«Георгий, сынок, у меня рак», — выпалила я. Повисла пауза. А потом сын произнес:«Больше никогда этого не говори. У тебя нет рака. У тебя одни креветки».Наш народ всегда спасало чувство юмора.
Диагноз прозвучал как приговор. Доктор Наташа прятала от меня глаза. С трудом, но все же произнесла: «Иечка, у вас опухоль». Первые минуты не могла поверить. Это значит — рак? Я умру? Казалось, все происходит не со мной. Врач продолжает: «Давайте отнесемся к этому спокойно. Надо найти хорошего хирурга — чем быстрее, тем лучше. Он вас прооперирует, и все будет прекрасно».
Делаю вид, что слушаю, а у самой единственное желание — поскорее закурить.
Вышли с Наташей на крыльцо, обе задымили. Она начала рассказывать, как еще в детстве влюбилась в мою Денизу из «Небесных ласточек». В ответ вымученно улыбаюсь. Говорят, когда получаешь подобные вести, перед глазами проносится вся жизнь. Неправда! В голове становится пусто-пусто.

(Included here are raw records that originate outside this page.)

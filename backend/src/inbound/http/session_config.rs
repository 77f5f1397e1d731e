//! Session configuration parsing and validation.
//!
//! This module centralises the environment-driven session settings so they are
//! validated consistently and can be tested in isolation.

use actix_web::cookie::{Key, SameSite};
use mockable::Env;
use std::path::PathBuf;
use tracing::{info, warn};
use zeroize::Zeroize;

use self::fingerprint::key_fingerprint;

pub mod fingerprint;

const SESSION_KEY_DEFAULT_PATH: &str = "/var/run/secrets/session_key";
const SESSION_KEY_MIN_LEN: usize = 64;
/// Shortest input `Key::derive_from` accepts.
const KEY_DERIVE_MIN_LEN: usize = 32;
const COOKIE_SECURE_ENV: &str = "SESSION_COOKIE_SECURE";
const SAMESITE_ENV: &str = "SESSION_SAMESITE";
const ALLOW_EPHEMERAL_ENV: &str = "SESSION_ALLOW_EPHEMERAL";
const KEY_FILE_ENV: &str = "SESSION_KEY_FILE";
const BOOL_EXPECTED: &str = "1|0|true|false|yes|no|y|n";
const SAMESITE_EXPECTED: &str = "Strict|Lax|None";

/// Build mode for session configuration validation.
#[derive(Clone, Copy, Debug, Eq, PartialEq)]
pub enum BuildMode {
    /// Debug builds tolerate defaults and emit warnings for missing toggles.
    Debug,
    /// Release builds require explicit, valid session toggles.
    Release,
}

impl BuildMode {
    /// Determine the build mode from `cfg!(debug_assertions)`.
    #[must_use]
    pub fn from_debug_assertions() -> Self {
        if cfg!(debug_assertions) {
            Self::Debug
        } else {
            Self::Release
        }
    }

    fn is_debug(self) -> bool {
        matches!(self, Self::Debug)
    }
}

/// Session settings derived from configuration toggles.
pub struct SessionSettings {
    /// Signing key for cookie sessions.
    pub key: Key,
    /// Whether session cookies are marked `Secure`.
    pub cookie_secure: bool,
    /// Configured `SameSite` policy for session cookies.
    pub same_site: SameSite,
}

impl std::fmt::Debug for SessionSettings {
    fn fmt(&self, f: &mut std::fmt::Formatter<'_>) -> std::fmt::Result {
        f.debug_struct("SessionSettings")
            .field("key", &"<redacted>")
            .field("cookie_secure", &self.cookie_secure)
            .field("same_site", &self.same_site)
            .finish()
    }
}

/// Errors raised while validating session configuration.
#[derive(thiserror::Error, Debug)]
pub enum SessionConfigError {
    /// A required environment variable is missing.
    #[error("missing required environment variable: {name}")]
    MissingEnv {
        /// Name of the missing variable.
        name: &'static str,
    },
    /// A variable is present but contains an invalid value.
    #[error("invalid value for {name}='{value}'; expected {expected}")]
    InvalidEnv {
        /// Name of the offending variable.
        name: &'static str,
        /// The rejected value.
        value: String,
        /// Description of accepted values.
        expected: &'static str,
    },
    /// Reading the session key file failed.
    #[error("failed to read session key at {path}: {source}")]
    KeyRead {
        /// Path that was attempted.
        path: PathBuf,
        /// Underlying IO failure.
        #[source]
        source: std::io::Error,
    },
    /// The session key file exists but is too short for release builds.
    #[error("session key at {path} too short: need >= {min_len} bytes, got {length}")]
    KeyTooShort {
        /// Path of the offending key file.
        path: PathBuf,
        /// Observed key length in bytes.
        length: usize,
        /// Minimum accepted length in bytes.
        min_len: usize,
    },
    /// `SameSite=None` requires a secure cookie setting in release builds.
    #[error("SESSION_SAMESITE=None requires SESSION_COOKIE_SECURE=1")]
    InsecureSameSiteNone,
    /// Release builds must not allow ephemeral session keys.
    #[error("SESSION_ALLOW_EPHEMERAL must be 0 in release builds")]
    EphemeralNotAllowed,
}

fn parse_bool(raw: &str) -> Option<bool> {
    match raw.to_ascii_lowercase().as_str() {
        "1" | "true" | "yes" | "y" => Some(true),
        "0" | "false" | "no" | "n" => Some(false),
        _ => None,
    }
}

fn bool_from_env<E: Env>(
    env: &E,
    name: &'static str,
    mode: BuildMode,
    default: bool,
) -> Result<bool, SessionConfigError> {
    match env.string(name) {
        Some(raw) => parse_bool(&raw).ok_or(SessionConfigError::InvalidEnv {
            name,
            value: raw,
            expected: BOOL_EXPECTED,
        }),
        None if mode.is_debug() => {
            warn!(variable = name, default, "session toggle missing; using default (dev only)");
            Ok(default)
        }
        None => Err(SessionConfigError::MissingEnv { name }),
    }
}

fn same_site_from_env<E: Env>(
    env: &E,
    mode: BuildMode,
) -> Result<SameSite, SessionConfigError> {
    match env.string(SAMESITE_ENV) {
        Some(raw) => match raw.to_ascii_lowercase().as_str() {
            "strict" => Ok(SameSite::Strict),
            "lax" => Ok(SameSite::Lax),
            "none" => Ok(SameSite::None),
            _ => Err(SessionConfigError::InvalidEnv {
                name: SAMESITE_ENV,
                value: raw,
                expected: SAMESITE_EXPECTED,
            }),
        },
        None if mode.is_debug() => {
            warn!(variable = SAMESITE_ENV, "session toggle missing; defaulting to Lax (dev only)");
            Ok(SameSite::Lax)
        }
        None => Err(SessionConfigError::MissingEnv { name: SAMESITE_ENV }),
    }
}

fn load_key<E: Env>(
    env: &E,
    mode: BuildMode,
    allow_ephemeral: bool,
) -> Result<Key, SessionConfigError> {
    let path = env
        .string(KEY_FILE_ENV)
        .unwrap_or_else(|| SESSION_KEY_DEFAULT_PATH.to_owned());

    match std::fs::read(&path) {
        Ok(mut bytes) => {
            if bytes.len() < SESSION_KEY_MIN_LEN && !mode.is_debug() {
                let length = bytes.len();
                bytes.zeroize();
                return Err(SessionConfigError::KeyTooShort {
                    path: path.into(),
                    length,
                    min_len: SESSION_KEY_MIN_LEN,
                });
            }
            if bytes.len() < KEY_DERIVE_MIN_LEN {
                // Too short to derive from at all; only tolerable where an
                // ephemeral key is.
                bytes.zeroize();
                warn!(path = %path, "session key too short to derive; using temporary key (dev only)");
                return Ok(Key::generate());
            }
            let key = Key::derive_from(&bytes);
            bytes.zeroize();
            Ok(key)
        }
        Err(source) => {
            if mode.is_debug() || allow_ephemeral {
                warn!(path = %path, error = %source, "using temporary session key (dev only)");
                Ok(Key::generate())
            } else {
                Err(SessionConfigError::KeyRead {
                    path: path.into(),
                    source,
                })
            }
        }
    }
}

/// Build session settings from environment variables and build mode.
///
/// # Examples
///
/// ```rust
/// use backend::inbound::http::session_config::{
///     session_settings_from_env, BuildMode,
/// };
/// use mockable::MockEnv;
///
/// # fn main() -> Result<(), Box<dyn std::error::Error>> {
/// let key_path = std::env::temp_dir().join("session_key_example");
/// std::fs::write(&key_path, vec![b'a'; 64])?;
///
/// let key_path = key_path.to_str().expect("valid path").to_string();
/// let closure_key_path = key_path.clone();
/// let mut env = MockEnv::new();
/// env.expect_string()
///     .returning(move |name| match name {
///         "SESSION_KEY_FILE" => Some(closure_key_path.clone()),
///         "SESSION_COOKIE_SECURE" => Some("1".to_string()),
///         "SESSION_SAMESITE" => Some("Strict".to_string()),
///         "SESSION_ALLOW_EPHEMERAL" => Some("0".to_string()),
///         _ => None,
///     });
///
/// let settings = session_settings_from_env(&env, BuildMode::Release)?;
/// assert!(settings.cookie_secure);
///
/// std::fs::remove_file(&key_path)?;
/// # Ok(())
/// # }
/// ```
pub fn session_settings_from_env<E: Env>(
    env: &E,
    mode: BuildMode,
) -> Result<SessionSettings, SessionConfigError> {
    let cookie_secure = bool_from_env(env, COOKIE_SECURE_ENV, mode, true)?;
    let same_site = same_site_from_env(env, mode)?;
    let allow_ephemeral = bool_from_env(env, ALLOW_EPHEMERAL_ENV, mode, mode.is_debug())?;

    if !mode.is_debug() && allow_ephemeral {
        return Err(SessionConfigError::EphemeralNotAllowed);
    }
    if same_site == SameSite::None && !cookie_secure {
        if mode.is_debug() {
            warn!("SameSite=None without a secure cookie only works in dev");
        } else {
            return Err(SessionConfigError::InsecureSameSiteNone);
        }
    }

    let key = load_key(env, mode, allow_ephemeral)?;
    info!(
        fingerprint = %key_fingerprint(&key),
        "session signing key loaded"
    );

    Ok(SessionSettings {
        key,
        cookie_secure,
        same_site,
    })
}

Распрощались, я пошла в сторону метро, и вдруг как током прожгло: как рассказать о болезни детям? Это было в прошлом августе. Нино только окончила ВГИК и уехала отдыхать. А Георгий знал, что у меня обследование. Ничего не поделаешь — надо звонить. Сразу выпалила:
— Георгий, сынок, у меня рак.
На том конце повисла пауза. А потом сын произнес:
— Больше никогда этого не говори. У тебя нет рака. У тебя одни креветки.
Все-таки в душе мой сын настоящий грузин, хотя по крови только наполовину. Наш народ неизменно спасало чувство юмора.
Невольно рассмеялась. Тучи рассеялись, и я вновь стала самой собой. Всегда старалась быть открытой миру и людям. Искренне любила, взапой дружила. Первой бежала на помощь. И сегодня, когда операция позади и все «тьфу-тьфу-тьфу», испытываю одно чувство — благодарности. Прежде всего к детям: знаю, что молились за меня ежеминутно. К друзьям, собравшим деньги на лечение. К докторам. Да просто к людям вокруг. Они всегда улыбаются, когда меня видят: «Иечка, ласточка, любимая наша девочка!»
Есть у меня и другие — небесные — защитники.
Целая армия тех, кого потеряла. Не встречала людей лучше. Уверена, они ангелы: дед, бабушка, тетя Марина, мама, Ладо. Все давно ушли, но до сих пор в моем сердце.
Первую треть жизни я просто купалась в любви. Впитывала ее как губка и считала, что так чувствуют все вокруг. Детство пахнет бабушкиными руками. Сациви, сацебели, гранат, грецкий орех — она постоянно хлопотала на кухне, жала, мяла, перетирала. Девочкой я была худющая, меня все время пытались накормить: «Детка, почему не ешь? Это вкусно! Съешь, а то я умру!»
Бабушка Нина Владимировна происходила из княжеского рода Бердзанишвили и даже в домашнем халатике выглядела королевишной.
Держала себя с достоинством, я не слышала от нее ни одной высокой ноты. Она была ходячей энциклопедией. Я ни бельмеса не соображала в математике, и бабушка лезла на стенку: «Ну что ты за дура?»
Дед Роман Фомич был трудягой. Родом из деревни, он прошел войну, приехал в Тбилиси, выучился. Когда я родилась, работал генеральным директором Внешторга Грузии. Дедуля меня обожал.
На дворе ночь, но я не сплю. «Посмотри, который час», — негодует мама, загоняя в постель. Бесполезно: знаю, что дедушка сегодня возвращается из командировки. Любопытство разбирает: что привезет в подарок? Прячусь под рояль, где живут в крошечных домиках мои куклы. И вдруг — вжик — яркий свет фар.